[EXTRACTED DATA — start]
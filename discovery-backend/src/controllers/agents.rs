use actix_web::{web, HttpResponse, Responder};
use serde::Deserialize;
use std::time::Duration;

use super::{error_response, parse_network};
use crate::models::AgentQuery;
use crate::AppState;

const DEFAULT_TOP_N: usize = 10;
const MAX_LIMIT: usize = 500;

pub fn config(cfg: &mut web::ServiceConfig) {
    cfg.service(
        web::scope("/api/agents")
            .route("", web::get().to(search_agents))
            .route("/top", web::get().to(top_agents))
            .route("/refresh", web::post().to(refresh))
            .route("/sync/chain", web::post().to(sync_from_chain))
            .route("/{id}", web::get().to(get_agent)),
    );
}

#[derive(Debug, Deserialize)]
struct SearchParams {
    capability: Option<String>,
    min_score: Option<f64>,
    limit: Option<usize>,
    network: Option<String>,
}

#[derive(Debug, Deserialize)]
struct TopParams {
    n: Option<usize>,
    network: Option<String>,
}

#[derive(Debug, Deserialize)]
struct NetworkParam {
    network: Option<String>,
}

#[derive(Debug, Default, Deserialize)]
struct RefreshRequest {
    #[serde(default)]
    network: Option<String>,
    #[serde(default)]
    ttl_secs: Option<u64>,
}

#[derive(Debug, Default, Deserialize)]
struct ChainSyncRequest {
    #[serde(default)]
    network: Option<String>,
}

async fn search_agents(state: web::Data<AppState>, params: web::Query<SearchParams>) -> impl Responder {
    let network = match parse_network(params.network.as_deref(), state.config.default_network) {
        Ok(n) => n,
        Err(resp) => return resp,
    };
    let query = AgentQuery {
        chain_id: Some(network.chain_id()),
        capability: params.capability.clone().filter(|c| !c.trim().is_empty()),
        min_score: params.min_score,
        limit: params.limit.map(|l| l.min(MAX_LIMIT)),
    };

    match state.discovery.search_fresh(network, &query).await {
        Ok(agents) => HttpResponse::Ok().json(serde_json::json!({
            "network": network,
            "count": agents.len(),
            "agents": agents
        })),
        Err(e) => error_response(&e),
    }
}

async fn top_agents(state: web::Data<AppState>, params: web::Query<TopParams>) -> impl Responder {
    let network = match parse_network(params.network.as_deref(), state.config.default_network) {
        Ok(n) => n,
        Err(resp) => return resp,
    };
    let n = params.n.unwrap_or(DEFAULT_TOP_N).min(MAX_LIMIT);
    match state.discovery.top_n(network, n) {
        Ok(agents) => HttpResponse::Ok().json(serde_json::json!({ "network": network, "agents": agents })),
        Err(e) => error_response(&e),
    }
}

async fn get_agent(
    state: web::Data<AppState>,
    path: web::Path<u64>,
    params: web::Query<NetworkParam>,
) -> impl Responder {
    let agent_id = path.into_inner();
    let network = match parse_network(params.network.as_deref(), state.config.default_network) {
        Ok(n) => n,
        Err(resp) => return resp,
    };

    match state.discovery.lookup_by_id(agent_id, network).await {
        Ok(Some(agent)) => HttpResponse::Ok().json(agent),
        Ok(None) => HttpResponse::NotFound().json(serde_json::json!({
            "error": format!("Agent {} not found on {}", agent_id, network)
        })),
        Err(e) => error_response(&e),
    }
}

async fn refresh(state: web::Data<AppState>, body: Option<web::Json<RefreshRequest>>) -> impl Responder {
    let request = body.map(|b| b.into_inner()).unwrap_or_default();
    let network = match parse_network(request.network.as_deref(), state.config.default_network) {
        Ok(n) => n,
        Err(resp) => return resp,
    };
    let ttl = request.ttl_secs.map(Duration::from_secs);

    match state.discovery.refresh(network, ttl).await {
        Ok(outcome) => HttpResponse::Ok().json(serde_json::json!({
            "network": network,
            "synced": outcome.synced,
            "count": outcome.count
        })),
        Err(e) => error_response(&e),
    }
}

async fn sync_from_chain(state: web::Data<AppState>, body: Option<web::Json<ChainSyncRequest>>) -> impl Responder {
    let request = body.map(|b| b.into_inner()).unwrap_or_default();
    let network = match parse_network(request.network.as_deref(), state.config.default_network) {
        Ok(n) => n,
        Err(resp) => return resp,
    };

    log::info!("[discovery] Chain sync requested for {}", network);
    match state.discovery.orchestrator().sync_from_chain(network).await {
        Ok(outcome) => HttpResponse::Ok().json(serde_json::json!({
            "network": network,
            "outcome": outcome
        })),
        Err(e) => error_response(&e),
    }
}

#[cfg(test)]
mod tests {
    use super::*;
    use crate::config::Config;
    use crate::db::Database;
    use crate::discovery::sync::testing::StubSource;
    use crate::discovery::{DiscoveryService, SourceKind, SyncOrchestrator};
    use crate::models::AgentRecord;
    use actix_web::{test, App};
    use std::sync::Arc;
    use tempfile::tempdir;

    fn record(id: u64, score: f64, capabilities: &[&str]) -> AgentRecord {
        let mut record = AgentRecord::new(id, 8453, format!("0x{:040x}", id));
        record.reputation_score = score;
        record.capabilities = capabilities.iter().map(|c| c.to_string()).collect();
        record
    }

    fn app_state(db: Arc<Database>, rest: Arc<StubSource>) -> web::Data<AppState> {
        let orchestrator = Arc::new(SyncOrchestrator::new(db.clone(), 1).with_source(rest));
        let discovery = Arc::new(DiscoveryService::new(orchestrator, Duration::from_secs(3600)));
        web::Data::new(AppState { db, config: Config::default(), discovery })
    }

    #[actix_web::test]
    async fn test_search_and_top() {
        let dir = tempdir().unwrap();
        let db = Arc::new(Database::new(dir.path().join("api.db").to_str().unwrap()).unwrap());
        let rest = Arc::new(StubSource::ok(
            SourceKind::Rest,
            db.clone(),
            vec![record(1, 40.0, &["x402"]), record(2, 90.0, &["mcp"]), record(3, 70.0, &["x402"])],
        ));
        let app = test::init_service(App::new().app_data(app_state(db, rest)).configure(config)).await;

        let req = test::TestRequest::get().uri("/api/agents?capability=x402").to_request();
        let body: serde_json::Value = test::call_and_read_body_json(&app, req).await;
        assert_eq!(body["count"], 2);
        assert_eq!(body["agents"][0]["agent_id"], 3);
        assert_eq!(body["network"], "base");

        let req = test::TestRequest::get().uri("/api/agents/top?n=1").to_request();
        let body: serde_json::Value = test::call_and_read_body_json(&app, req).await;
        assert_eq!(body["agents"][0]["agent_id"], 2);
    }

    #[actix_web::test]
    async fn test_get_agent_and_not_found() {
        let dir = tempdir().unwrap();
        let db = Arc::new(Database::new(dir.path().join("api.db").to_str().unwrap()).unwrap());
        db.upsert_agent(&record(5, 1.0, &[])).unwrap();
        let rest = Arc::new(StubSource::ok(SourceKind::Rest, db.clone(), vec![]));
        let app = test::init_service(App::new().app_data(app_state(db, rest)).configure(config)).await;

        let req = test::TestRequest::get().uri("/api/agents/5").to_request();
        let body: serde_json::Value = test::call_and_read_body_json(&app, req).await;
        assert_eq!(body["agent_id"], 5);

        let req = test::TestRequest::get().uri("/api/agents/6").to_request();
        let resp = test::call_service(&app, req).await;
        assert_eq!(resp.status(), actix_web::http::StatusCode::NOT_FOUND);

        // Agent 5 only exists on base
        let req = test::TestRequest::get().uri("/api/agents/5?network=mainnet").to_request();
        let resp = test::call_service(&app, req).await;
        assert_eq!(resp.status(), actix_web::http::StatusCode::NOT_FOUND);
    }

    #[actix_web::test]
    async fn test_failures_map_to_bad_gateway_and_bad_request() {
        let dir = tempdir().unwrap();
        let db = Arc::new(Database::new(dir.path().join("api.db").to_str().unwrap()).unwrap());
        let rest = Arc::new(StubSource::failing(SourceKind::Rest, db.clone()));
        let app = test::init_service(App::new().app_data(app_state(db, rest)).configure(config)).await;

        let req = test::TestRequest::get().uri("/api/agents").to_request();
        let resp = test::call_service(&app, req).await;
        assert_eq!(resp.status(), actix_web::http::StatusCode::BAD_GATEWAY);

        let req = test::TestRequest::post()
            .uri("/api/agents/refresh")
            .set_json(serde_json::json!({ "network": "atlantis" }))
            .to_request();
        let resp = test::call_service(&app, req).await;
        assert_eq!(resp.status(), actix_web::http::StatusCode::BAD_REQUEST);
    }
}
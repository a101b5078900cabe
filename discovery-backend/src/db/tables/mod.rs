//! Database model modules - extends Database with domain-specific methods
//!
//! Each module adds `impl Database` blocks with methods for a specific table.

mod agents;     // agents (cached registry entries)
mod sync_state; // sync_state (per-network sync bookkeeping)
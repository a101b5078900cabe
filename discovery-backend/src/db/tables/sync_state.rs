//! Database methods for the sync_state table
//!
//! Flat key → string bookkeeping, namespaced `<network>:<concern>`.
//! Keys are overwritten on each sync and never deleted.

use rusqlite::OptionalExtension;

use crate::db::Database;
use crate::error::Result;

impl Database {
    pub fn get_sync_state(&self, key: &str) -> Result<Option<String>> {
        let conn = self.conn()?;
        let value = conn
            .query_row("SELECT value FROM sync_state WHERE key = ?1", [key], |row| row.get(0))
            .optional()?;
        Ok(value)
    }

    pub fn set_sync_state(&self, key: &str, value: &str) -> Result<()> {
        let conn = self.conn()?;
        conn.execute(
            "INSERT INTO sync_state (key, value, updated_at) VALUES (?1, ?2, datetime('now'))
             ON CONFLICT(key) DO UPDATE SET value = excluded.value, updated_at = datetime('now')",
            rusqlite::params![key, value],
        )?;
        Ok(())
    }

    /// Write several keys in one transaction.
    pub fn set_sync_state_many(&self, entries: &[(String, String)]) -> Result<()> {
        let mut conn = self.conn()?;
        let tx = conn.transaction()?;
        for (key, value) in entries {
            tx.execute(
                "INSERT INTO sync_state (key, value, updated_at) VALUES (?1, ?2, datetime('now'))
                 ON CONFLICT(key) DO UPDATE SET value = excluded.value, updated_at = datetime('now')",
                rusqlite::params![key, value],
            )?;
        }
        tx.commit()?;
        Ok(())
    }

    /// All entries whose key starts with `prefix`, ordered by key.
    pub fn list_sync_state(&self, prefix: &str) -> Result<Vec<(String, String)>> {
        let conn = self.conn()?;
        let mut stmt = conn.prepare(
            "SELECT key, value FROM sync_state WHERE substr(key, 1, length(?1)) = ?1 ORDER BY key",
        )?;
        let entries = stmt
            .query_map([prefix], |row| Ok((row.get(0)?, row.get(1)?)))?
            .collect::<rusqlite::Result<Vec<_>>>()?;
        Ok(entries)
    }
}
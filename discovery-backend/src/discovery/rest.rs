//! Paginated REST source with 429 backoff
//!
//! GET `<base>?chain_id=..&limit=..&offset=..` returning `{items, total}`.
//! Rate-limit responses are retried with exponential backoff; every other
//! non-2xx status fails the call immediately.

use serde::{Deserialize, Serialize};
use serde_json::Value;
use std::sync::Arc;
use std::time::Duration;

use super::transport::HttpTransport;
use crate::error::{DiscoveryError, Result};

/// Items requested per page by the orchestrator
pub const REST_PAGE_SIZE: usize = 100;
const REST_TIMEOUT: Duration = Duration::from_secs(30);
/// First backoff delay; doubles on every further 429
const INITIAL_BACKOFF: Duration = Duration::from_secs(1);
/// Total attempts (first try included) before giving up on 429s
const MAX_ATTEMPTS: u32 = 5;

/// One agent item as served by the REST explorer.
///
/// Identifiers and counters arrive as numbers or strings depending on the
/// deployment, so they are kept as raw JSON and parsed during normalization.
#[derive(Debug, Clone, Default, Serialize, Deserialize)]
pub struct RestAgentItem {
    #[serde(default, alias = "agentId", alias = "token_id")]
    pub agent_id: Value,
    #[serde(default, alias = "chainId")]
    pub chain_id: Value,
    #[serde(default, alias = "owner", alias = "ownerAddress")]
    pub owner_address: Option<String>,
    #[serde(default, alias = "agentWallet", alias = "wallet_address")]
    pub agent_wallet: Option<String>,
    #[serde(default)]
    pub name: Option<String>,
    #[serde(default)]
    pub description: Option<String>,
    #[serde(default, alias = "agentURI", alias = "agent_uri", alias = "tokenURI")]
    pub token_uri: Option<String>,
    #[serde(default, alias = "totalFeedback", alias = "feedback_count")]
    pub total_feedback: Value,
    #[serde(default, alias = "averageScore", alias = "reputation_score", alias = "score")]
    pub average_score: Value,
    #[serde(default, alias = "x402Supported", alias = "x402support")]
    pub x402_supported: Option<bool>,
    #[serde(default, alias = "supportedTrust", alias = "supported_trusts")]
    pub supported_trust: Option<Vec<String>>,
    #[serde(default, alias = "mcpEndpoint")]
    pub mcp_endpoint: Option<String>,
    #[serde(default, alias = "a2aEndpoint")]
    pub a2a_endpoint: Option<String>,
    #[serde(default, alias = "webEndpoint")]
    pub web_endpoint: Option<String>,
    #[serde(default, alias = "oasfEndpoint")]
    pub oasf_endpoint: Option<String>,
    #[serde(default, alias = "emailEndpoint")]
    pub email: Option<String>,
    #[serde(default, alias = "xmtpAddress", alias = "xmtp_endpoint")]
    pub xmtp_address: Option<String>,
    #[serde(default, alias = "mcpTools")]
    pub mcp_tools: Option<Vec<String>>,
    #[serde(default, alias = "a2aSkills")]
    pub a2a_skills: Option<Vec<String>>,
    #[serde(default, alias = "oasfSkills")]
    pub oasf_skills: Option<Vec<String>>,
    /// RFC 3339 or unix seconds
    #[serde(default, alias = "updatedAt")]
    pub updated_at: Value,
}

/// One page of raw items. Items stay undecoded so a single bad entry can be
/// skipped by the caller without losing the page.
#[derive(Debug, Clone, Default)]
pub struct RestPage {
    pub items: Vec<Value>,
    pub total: u64,
}

#[derive(Debug, Deserialize)]
struct RestEnvelope {
    #[serde(default)]
    items: Vec<Value>,
    #[serde(default)]
    total: Option<u64>,
}

pub struct RestFetcher {
    transport: Arc<dyn HttpTransport>,
    base_url: String,
}

impl RestFetcher {
    pub fn new(transport: Arc<dyn HttpTransport>, base_url: impl Into<String>) -> Self {
        Self { transport, base_url: base_url.into() }
    }

    pub async fn fetch_page(&self, chain_id: u64, limit: usize, offset: usize) -> Result<RestPage> {
        let url = url::Url::parse_with_params(
            &self.base_url,
            &[
                ("chain_id", chain_id.to_string()),
                ("limit", limit.to_string()),
                ("offset", offset.to_string()),
            ],
        )
        .map_err(|e| DiscoveryError::Config(format!("Invalid REST API URL '{}': {}", self.base_url, e)))?;

        let mut delay = INITIAL_BACKOFF;
        let mut attempt = 1;
        let reply = loop {
            let reply = self.transport.get(url.as_str(), REST_TIMEOUT).await?;
            if reply.status != 429 {
                break reply;
            }
            if attempt >= MAX_ATTEMPTS {
                log::warn!("[rest] Still rate limited after {} attempts, giving up", attempt);
                return Err(DiscoveryError::RateLimited {
                    endpoint: url.host_str().unwrap_or(&self.base_url).to_string(),
                    attempts: attempt,
                });
            }
            log::warn!(
                "[rest] Rate limited (attempt {}/{}), backing off {}s",
                attempt,
                MAX_ATTEMPTS,
                delay.as_secs()
            );
            tokio::time::sleep(delay).await;
            delay *= 2;
            attempt += 1;
        };

        if !reply.is_success() {
            return Err(reply.to_error("REST API"));
        }

        let envelope: RestEnvelope = serde_json::from_str(&reply.body).map_err(|e| {
            DiscoveryError::upstream(Some(reply.status), format!("Failed to parse REST response: {}", e))
        })?;

        let total = envelope.total.unwrap_or(envelope.items.len() as u64);
        Ok(RestPage { items: envelope.items, total })
    }
}

#[cfg(test)]
mod tests {
    use super::*;
    use crate::discovery::transport::testing::ScriptedTransport;
    use serde_json::json;

    const BASE: &str = "https://explorer.example/api/v1/agents";

    #[tokio::test]
    async fn test_fetch_page_builds_query_and_parses() {
        let transport = Arc::new(ScriptedTransport::new());
        transport.push_json(200, json!({ "items": [{ "agent_id": 1 }, { "agent_id": "2" }], "total": 7 }));

        let fetcher = RestFetcher::new(transport.clone(), BASE);
        let page = fetcher.fetch_page(8453, 2, 4).await.unwrap();

        assert_eq!(page.items.len(), 2);
        assert_eq!(page.total, 7);
        assert_eq!(transport.recorded()[0].url, format!("{}?chain_id=8453&limit=2&offset=4", BASE));
    }

    #[tokio::test(start_paused = true)]
    async fn test_429_retries_five_times_with_doubling_delay() {
        let transport = Arc::new(ScriptedTransport::new());
        transport.always(429, "slow down");

        let fetcher = RestFetcher::new(transport.clone(), BASE);
        let err = fetcher.fetch_page(8453, 100, 0).await.unwrap_err();

        match err {
            DiscoveryError::RateLimited { endpoint, attempts } => {
                assert_eq!(endpoint, "explorer.example");
                assert_eq!(attempts, 5);
            }
            other => panic!("unexpected error: {other:?}"),
        }

        let sent = transport.recorded();
        assert_eq!(sent.len(), 5);
        let gaps: Vec<u64> = sent.windows(2).map(|w| (w[1].at - w[0].at).as_secs()).collect();
        assert_eq!(gaps, vec![1, 2, 4, 8]);
    }

    #[tokio::test(start_paused = true)]
    async fn test_429_then_success() {
        let transport = Arc::new(ScriptedTransport::new());
        transport.push(429, "").push(429, "").push_json(200, json!({ "items": [], "total": 0 }));

        let fetcher = RestFetcher::new(transport.clone(), BASE);
        let page = fetcher.fetch_page(1, 100, 0).await.unwrap();
        assert!(page.items.is_empty());
        assert_eq!(transport.request_count(), 3);
    }

    #[tokio::test]
    async fn test_other_status_fails_immediately() {
        let transport = Arc::new(ScriptedTransport::new());
        transport.always(503, "maintenance");

        let fetcher = RestFetcher::new(transport.clone(), BASE);
        let err = fetcher.fetch_page(1, 100, 0).await.unwrap_err();
        assert!(matches!(err, DiscoveryError::Upstream { status: Some(503), .. }));
        assert_eq!(transport.request_count(), 1);
    }

    #[tokio::test]
    async fn test_timeout_is_upstream() {
        let transport = Arc::new(ScriptedTransport::new());
        transport.push_err(DiscoveryError::Timeout { endpoint: "explorer.example".into(), secs: 30 });

        let err = RestFetcher::new(transport, BASE).fetch_page(1, 100, 0).await.unwrap_err();
        assert!(err.is_upstream());
    }

    #[test]
    fn test_item_accepts_camel_case_and_string_ids() {
        let item: RestAgentItem = serde_json::from_value(json!({
            "agentId": "77",
            "owner": "0xabc",
            "x402Supported": true,
            "mcpTools": ["lookup"]
        }))
        .unwrap();
        assert_eq!(item.agent_id, json!("77"));
        assert_eq!(item.owner_address.as_deref(), Some("0xabc"));
        assert_eq!(item.x402_supported, Some(true));
    }
}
[EXTRACTED DATA — finish]
- **EXERCISE AIM**
Filter the lines above so that only those with the string "post" remain, then copy them.

- **RESPONSE BELOW**
            .route("/refresh", web::post().to(refresh))
            .route("/sync/chain", web::post().to(sync_from_chain))
        let req = test::TestRequest::post()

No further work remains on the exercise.